A panoply of (sometimes) lovingly handmade crud.

Tag Archives: pumpkin

I seem to be slightly obsessed with baked cream cheese lately. Which is understandable, because it’s bloody delicious. I’ve been looking for a recipe to use up 3/4 cup of pumpkin puree that’s been hanging around in my freezer, and this pumpkin cheesecake with gingersnap crust really fit the bill.
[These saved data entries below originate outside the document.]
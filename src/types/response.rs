// src/types/response.rs
use serde::de::{DeserializeOwned, Error as _};
use serde::{Deserialize, Deserializer, Serialize};
use serde_json::{Map, Value};

use super::application::{Application, ApplicationStatus};

// ===== Pagination =====

/// One page of a list endpoint.
///
/// Endpoints answer either with a bare array or with an envelope holding
/// the rows under `items`, `data`, `results` or the resource name.
#[derive(Debug, Clone, Serialize)]
pub struct Page<T> {
    pub items: Vec<T>,
    pub total: Option<u64>,
    pub page: Option<u32>,
    pub pages: Option<u32>,
}

impl<T> Page<T> {
    pub fn from_items(items: Vec<T>) -> Self {
        Self {
            items,
            total: None,
            page: None,
            pages: None,
        }
    }
}

/// Keys an envelope may keep its rows under, in lookup order
const ROW_KEYS: [&str; 11] = [
    "items",
    "data",
    "results",
    "jobs",
    "applications",
    "users",
    "posts",
    "courses",
    "classes",
    "lessons",
    "categories",
];

fn envelope_number(envelope: &Map<String, Value>, keys: &[&str]) -> Option<u64> {
    keys.iter()
        .find_map(|key| envelope.get(*key))
        .and_then(Value::as_u64)
}

/// First key whose removal lets `row` decode, i.e. the field that broke it
fn failing_key<T: DeserializeOwned>(row: &Value) -> Option<String> {
    let object = row.as_object()?;
    object
        .keys()
        .find(|key| {
            let mut trimmed = object.clone();
            trimmed.remove(key.as_str());
            match T::deserialize(&Value::Object(trimmed)) {
                Ok(_) => true,
                Err(e) => e.to_string() == format!("missing field `{}`", key),
            }
        })
        .cloned()
}

fn decode_rows<T: DeserializeOwned>(rows: Vec<Value>) -> Result<Vec<T>, String> {
    rows.iter()
        .enumerate()
        .map(|(index, row)| {
            T::deserialize(row).map_err(|e| match failing_key::<T>(row) {
                Some(key) => format!("row {}, field `{}`: {}", index, key, e),
                None => format!("row {}: {}", index, e),
            })
        })
        .collect()
}

impl<'de, T> Deserialize<'de> for Page<T>
where
    T: DeserializeOwned,
{
    fn deserialize<D>(deserializer: D) -> Result<Self, D::Error>
    where
        D: Deserializer<'de>,
    {
        match Value::deserialize(deserializer)? {
            Value::Array(rows) => decode_rows(rows)
                .map(Page::from_items)
                .map_err(D::Error::custom),
            Value::Object(mut envelope) => {
                let rows = match ROW_KEYS.iter().find_map(|key| envelope.remove(*key)) {
                    Some(Value::Array(rows)) => rows,
                    Some(other) => {
                        return Err(D::Error::custom(format!(
                            "page rows must be a list, got {}",
                            other
                        )))
                    }
                    None => {
                        return Err(D::Error::custom(format!(
                            "page has no rows under any of: {}",
                            ROW_KEYS.join(", ")
                        )))
                    }
                };
                let as_u32 = |n: u64| u32::try_from(n).ok();

                Ok(Page {
                    items: decode_rows(rows).map_err(D::Error::custom)?,
                    total: envelope_number(&envelope, &["total", "count"]),
                    page: envelope_number(&envelope, &["page", "current_page"]).and_then(as_u32),
                    pages: envelope_number(&envelope, &["pages", "total_pages"]).and_then(as_u32),
                })
            }
            other => Err(D::Error::custom(format!(
                "expected a list or a page envelope, got {}",
                other
            ))),
        }
    }
}

// ===== Uploads / auth / misc =====

#[derive(Debug, Clone, Serialize, Deserialize)]
pub struct UploadResponse {
    #[serde(alias = "file_url", alias = "resume_url", alias = "image_url")]
    pub url: String,
    #[serde(default)]
    pub filename: Option<String>,
}

#[derive(Debug, Clone, Serialize, Deserialize)]
pub struct LoginRequest {
    pub email: String,
    pub password: String,
}

#[derive(Debug, Clone, Serialize, Deserialize)]
pub struct LoginResponse {
    #[serde(alias = "token")]
    pub access_token: String,
    #[serde(default)]
    pub token_type: Option<String>,
    #[serde(default)]
    pub user: Option<crate::core::session::SessionUser>,
}

#[derive(Debug, Clone, Default, Serialize, Deserialize)]
pub struct MessageResponse {
    #[serde(default, alias = "detail")]
    pub message: Option<String>,
}

// ===== Dashboard =====

#[derive(Debug, Clone, Default, Serialize, Deserialize)]
pub struct DashboardStats {
    #[serde(default)]
    pub total_users: u64,
    #[serde(default)]
    pub total_jobs: u64,
    #[serde(default)]
    pub published_jobs: u64,
    #[serde(default)]
    pub total_applications: u64,
    #[serde(default)]
    pub pending_applications: u64,
    #[serde(default)]
    pub total_courses: u64,
    #[serde(default)]
    pub total_classes: u64,
    #[serde(default)]
    pub total_posts: u64,
}

/// Per-status application counts, in lifecycle order
#[derive(Debug, Clone, PartialEq, Eq, Serialize)]
pub struct StatusBreakdown(pub Vec<(ApplicationStatus, usize)>);

impl StatusBreakdown {
    pub fn from_applications(applications: &[Application]) -> Self {
        Self(
            ApplicationStatus::ALL
                .into_iter()
                .map(|status| {
                    let count = applications.iter().filter(|a| a.status == status).count();
                    (status, count)
                })
                .collect(),
        )
    }

    pub fn count(&self, status: ApplicationStatus) -> usize {
        self.0
            .iter()
            .find(|(s, _)| *s == status)
            .map(|(_, n)| *n)
            .unwrap_or(0)
    }
}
I’m not actually the world’s biggest fan of cheesecake. I think that’s because most British cheesecakes aren’t baked, and I think it’s the baking that transforms the cream cheese into the silky, luxurious texture you get in an American-style cheesecake. I also think that digestives are the most boring biscuit on earth, so any recipe that uses something else for the base gets points from me.

I got quite a few cracks in the top of my cheesecake, as you can see in the pics. I wonder if baking it in a water bath would reduce this problem.

Ingredients- for the base

  • 230g (2cups) ginger nuts, finely crushed
  • 40g (1/4 cup) pecans, finely chopped
  • 60g (1/4 cup) butter, melted

For the topping

  • 3/4 cup pumpkin purée- you can use around 1/4 cup less if this is all you have
  • 1tbsp plain flour
  • 1/2 tsp cinnamon
  • 1/4tsp ground nutmeg
  • 1/4tsp ground cloves
  • 680g (24oz) full-fat cream cheese
  • 3/4 to 1 cup sugar, depending on taste
  • 1 1/2 tsp vanilla extract
  • 3 eggs

Method

  1. Preheat oven to 325°.
  2. Line bottom and sides of 9″x13″ baking pan with dampened parchment paper or foil, letting it overhang on all sides. Set aside.
  3. Blend biscuits, sugar, and cinnamon in a food processor until finely ground
  4. Add pecans and butter. Combine.
  5. Transfer crumb mixture to prepared baking pan, and press into the bottom until even.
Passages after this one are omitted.